Marijuana businesses are largely boxed out of the banking industry. Most banks will not work with marijuana businesses because marijuana is illegal federally. Last year the United States Treasury Department issued 'guidance' on the issue in an attempt to help banks navigate through the rules. That 'guidance' proved to just create more confusion and chaos. The marijuana industry is massive, and growing constantly, yet it's an all-cash industry right now (except for the lucky few that have bank accounts, which could get shutdown at any time).
There needs to be a place that businesses can safely deposit their money and experience the benefits of a regulated banking system that all other state-legal industries experience. Today a credit union (Fourth Corner Credit Union) argued before a federal judge about how the credit union was chartered by the State of Colorado, but that the U.S. Federal Reserve Bank of Kansas City has blocked the credit union's access to the nation's banking system, effectively preventing the credit union from working with the marijuana industry. The judge had mixed reactions, in that while the judge sympathizes with the credit union and marijuana industry, the judge isn't inclined to force the federal banking system to allow access to the credit union. Per the Associated Press:
U.S. District Judge R. Brooke Jackson repeatedly said he sympathizes with the struggling pot businesses. Jackson twice called existing federal guidance on marijuana money a "nothingburger," meaning that memos from the Treasury and Department of Justice don't solve the federal-state conflicts caused by legalizing pot.
But he seemed hesitant to order the Federal Reserve to give a pot bank access to the banking system as long as the bank is relying on memos from federal agencies, and not an act of Congress, to say pot shops should have a way to avoid dealing in cash.
"We think there ought to be banking and regulation. I get that. I agree with that. But that's not the legal question here, is it?" Jackson said.
The pot bank's lawyer argued that national marijuana legalization is inevitable, but Jackson retorted that the pot bank should take up its problem with Congress and not the courts.
"If I were in the Congress, I'd vote for you, but I've got to do the job of a federal judge here," Jackson said.

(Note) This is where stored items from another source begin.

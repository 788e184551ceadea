//! Binding to the vendor's static BSEC library (`libalgobsec.a`).
//!
//! The library keeps all of its state in globals, so at most one
//! [`BsecLibrary`] handle exists at a time; [`BsecLibrary::take`] hands it
//! out and dropping it gives it back.  The build script links the archive
//! from `BSEC_LIB_DIR`.

use core::sync::atomic::{AtomicBool, Ordering};

use log::trace;

use crate::app::ports::FusionEngine;
use crate::bsec::{
    CycleSettings, Input, MAX_PHYSICAL_SENSOR, MAX_PROPERTY_BLOB_SIZE, NUMBER_OUTPUTS, Output,
    Outputs, ProcessFlags, SensorConfiguration, Version,
};
use crate::error::EngineError;

// ───────────────────────────────────────────────────────────────
// C ABI
// ───────────────────────────────────────────────────────────────

type ReturnCode = i32;

const BSEC_OK: ReturnCode = 0;

#[repr(C)]
#[derive(Default)]
struct RawVersion {
    major: u8,
    minor: u8,
    major_bugfix: u8,
    minor_bugfix: u8,
}

#[repr(C)]
#[derive(Default)]
struct RawBmeSettings {
    next_call: i64,
    process_data: u32,
    heater_temperature: u16,
    heating_duration: u16,
    run_gas: u8,
    pressure_oversampling: u8,
    temperature_oversampling: u8,
    humidity_oversampling: u8,
    trigger_measurement: u8,
}

#[repr(C)]
#[derive(Clone, Copy)]
struct RawInput {
    time_stamp: i64,
    signal: f32,
    signal_dimensions: u8,
    sensor_id: u8,
}

#[repr(C)]
#[derive(Clone, Copy, Default)]
struct RawOutput {
    time_stamp: i64,
    signal: f32,
    signal_dimensions: u8,
    sensor_id: u8,
    accuracy: u8,
}

#[repr(C)]
#[derive(Clone, Copy, Default)]
struct RawSensorConfiguration {
    sample_rate: f32,
    sensor_id: u8,
}

unsafe extern "C" {
    fn bsec_init() -> ReturnCode;
    fn bsec_get_version(version: *mut RawVersion) -> ReturnCode;
    fn bsec_set_configuration(
        serialized_settings: *const u8,
        n_serialized_settings: u32,
        work_buffer: *mut u8,
        n_work_buffer_size: u32,
    ) -> ReturnCode;
    fn bsec_set_state(
        serialized_state: *const u8,
        n_serialized_state: u32,
        work_buffer: *mut u8,
        n_work_buffer_size: u32,
    ) -> ReturnCode;
    fn bsec_get_state(
        state_set_id: u8,
        serialized_state: *mut u8,
        n_serialized_state_max: u32,
        work_buffer: *mut u8,
        n_work_buffer: u32,
        n_serialized_state: *mut u32,
    ) -> ReturnCode;
    fn bsec_update_subscription(
        requested_virtual_sensors: *const RawSensorConfiguration,
        n_requested_virtual_sensors: u8,
        required_sensor_settings: *mut RawSensorConfiguration,
        n_required_sensor_settings: *mut u8,
    ) -> ReturnCode;
    fn bsec_sensor_control(time_stamp: i64, sensor_settings: *mut RawBmeSettings) -> ReturnCode;
    fn bsec_do_steps(
        inputs: *const RawInput,
        n_inputs: u8,
        outputs: *mut RawOutput,
        n_outputs: *mut u8,
    ) -> ReturnCode;
}

fn check(ret: ReturnCode) -> Result<(), EngineError> {
    if ret == BSEC_OK {
        Ok(())
    } else {
        Err(EngineError(ret))
    }
}

/// Largest number of virtual sensors one subscription call carries.
const MAX_SUBSCRIPTION: usize = 16;

// ───────────────────────────────────────────────────────────────
// Handle
// ───────────────────────────────────────────────────────────────

static TAKEN: AtomicBool = AtomicBool::new(false);

pub struct BsecLibrary {
    work_buffer: [u8; MAX_PROPERTY_BLOB_SIZE],
}

impl BsecLibrary {
    /// Claim the library.  `None` if a handle is already live.
    pub fn take() -> Option<Self> {
        if TAKEN.swap(true, Ordering::AcqRel) {
            return None;
        }
        Some(Self {
            work_buffer: [0; MAX_PROPERTY_BLOB_SIZE],
        })
    }
}

impl Drop for BsecLibrary {
    fn drop(&mut self) {
        TAKEN.store(false, Ordering::Release);
    }
}

impl FusionEngine for BsecLibrary {
    fn init(&mut self) -> Result<(), EngineError> {
        check(unsafe { bsec_init() })
    }

    fn version(&mut self) -> Result<Version, EngineError> {
        let mut raw = RawVersion::default();
        check(unsafe { bsec_get_version(&mut raw) })?;
        Ok(Version {
            major: raw.major,
            minor: raw.minor,
            major_bugfix: raw.major_bugfix,
            minor_bugfix: raw.minor_bugfix,
        })
    }

    fn set_configuration(&mut self, blob: &[u8]) -> Result<(), EngineError> {
        self.work_buffer.fill(0);
        check(unsafe {
            bsec_set_configuration(
                blob.as_ptr(),
                blob.len() as u32,
                self.work_buffer.as_mut_ptr(),
                self.work_buffer.len() as u32,
            )
        })
    }

    fn set_state(&mut self, blob: &[u8]) -> Result<(), EngineError> {
        self.work_buffer.fill(0);
        check(unsafe {
            bsec_set_state(
                blob.as_ptr(),
                blob.len() as u32,
                self.work_buffer.as_mut_ptr(),
                self.work_buffer.len() as u32,
            )
        })
    }

    fn get_state(&mut self, buf: &mut [u8]) -> Result<usize, EngineError> {
        self.work_buffer.fill(0);
        let mut len = 0u32;
        check(unsafe {
            bsec_get_state(
                0,
                buf.as_mut_ptr(),
                buf.len() as u32,
                self.work_buffer.as_mut_ptr(),
                self.work_buffer.len() as u32,
                &mut len,
            )
        })?;
        Ok((len as usize).min(buf.len()))
    }

    fn update_subscription(
        &mut self,
        requested: &[SensorConfiguration],
    ) -> Result<(), EngineError> {
        let mut raw = [RawSensorConfiguration::default(); MAX_SUBSCRIPTION];
        let n = requested.len().min(MAX_SUBSCRIPTION);
        for (dst, src) in raw.iter_mut().zip(&requested[..n]) {
            *dst = RawSensorConfiguration {
                sample_rate: src.sample_rate,
                sensor_id: src.sensor.id(),
            };
        }
        let mut required = [RawSensorConfiguration::default(); MAX_PHYSICAL_SENSOR];
        let mut n_required = MAX_PHYSICAL_SENSOR as u8;
        check(unsafe {
            bsec_update_subscription(raw.as_ptr(), n as u8, required.as_mut_ptr(), &mut n_required)
        })
    }

    fn sensor_control(&mut self, timestamp_ns: i64) -> Result<CycleSettings, EngineError> {
        let mut raw = RawBmeSettings::default();
        check(unsafe { bsec_sensor_control(timestamp_ns, &mut raw) })?;
        Ok(CycleSettings {
            next_call: raw.next_call,
            process_data: ProcessFlags(raw.process_data),
            heater_temperature: raw.heater_temperature,
            heater_duration: raw.heating_duration,
            run_gas: raw.run_gas != 0,
            pressure_oversampling: raw.pressure_oversampling,
            temperature_oversampling: raw.temperature_oversampling,
            humidity_oversampling: raw.humidity_oversampling,
            trigger_measurement: raw.trigger_measurement != 0,
        })
    }

    fn do_steps(&mut self, inputs: &[Input], outputs: &mut Outputs) -> Result<(), EngineError> {
        let mut raw_in = [RawInput {
            time_stamp: 0,
            signal: 0.0,
            signal_dimensions: 1,
            sensor_id: 0,
        }; MAX_PHYSICAL_SENSOR];
        let n_in = inputs.len().min(MAX_PHYSICAL_SENSOR);
        for (dst, src) in raw_in.iter_mut().zip(&inputs[..n_in]) {
            dst.time_stamp = src.time_stamp;
            dst.signal = src.signal;
            dst.sensor_id = src.sensor.id();
        }

        let mut raw_out = [RawOutput::default(); NUMBER_OUTPUTS];
        let mut n_out = NUMBER_OUTPUTS as u8;
        check(unsafe {
            bsec_do_steps(raw_in.as_ptr(), n_in as u8, raw_out.as_mut_ptr(), &mut n_out)
        })?;

        for o in raw_out.iter().take(usize::from(n_out)) {
            trace!("BSEC out: id={} sig={} acc={}", o.sensor_id, o.signal, o.accuracy);
            let _ = outputs.push(Output {
                sensor_id: o.sensor_id,
                signal: o.signal,
                accuracy: o.accuracy,
                time_stamp: o.time_stamp,
            });
        }
        Ok(())
    }
}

I personally feel that banking reform for the marijuana industry is coming in 2016. I base this feeling off of a conversation I had with Congressman Earl Blumenauer earlier this year. Earl seemed confident that there would be movement on this issue, and so I am inclined to trust his judgement. Banking is a very, very big issue for the future of the marijuana industry, and if you haven't already, please contact your Senators and Representative and tell him/her to do something about this issue.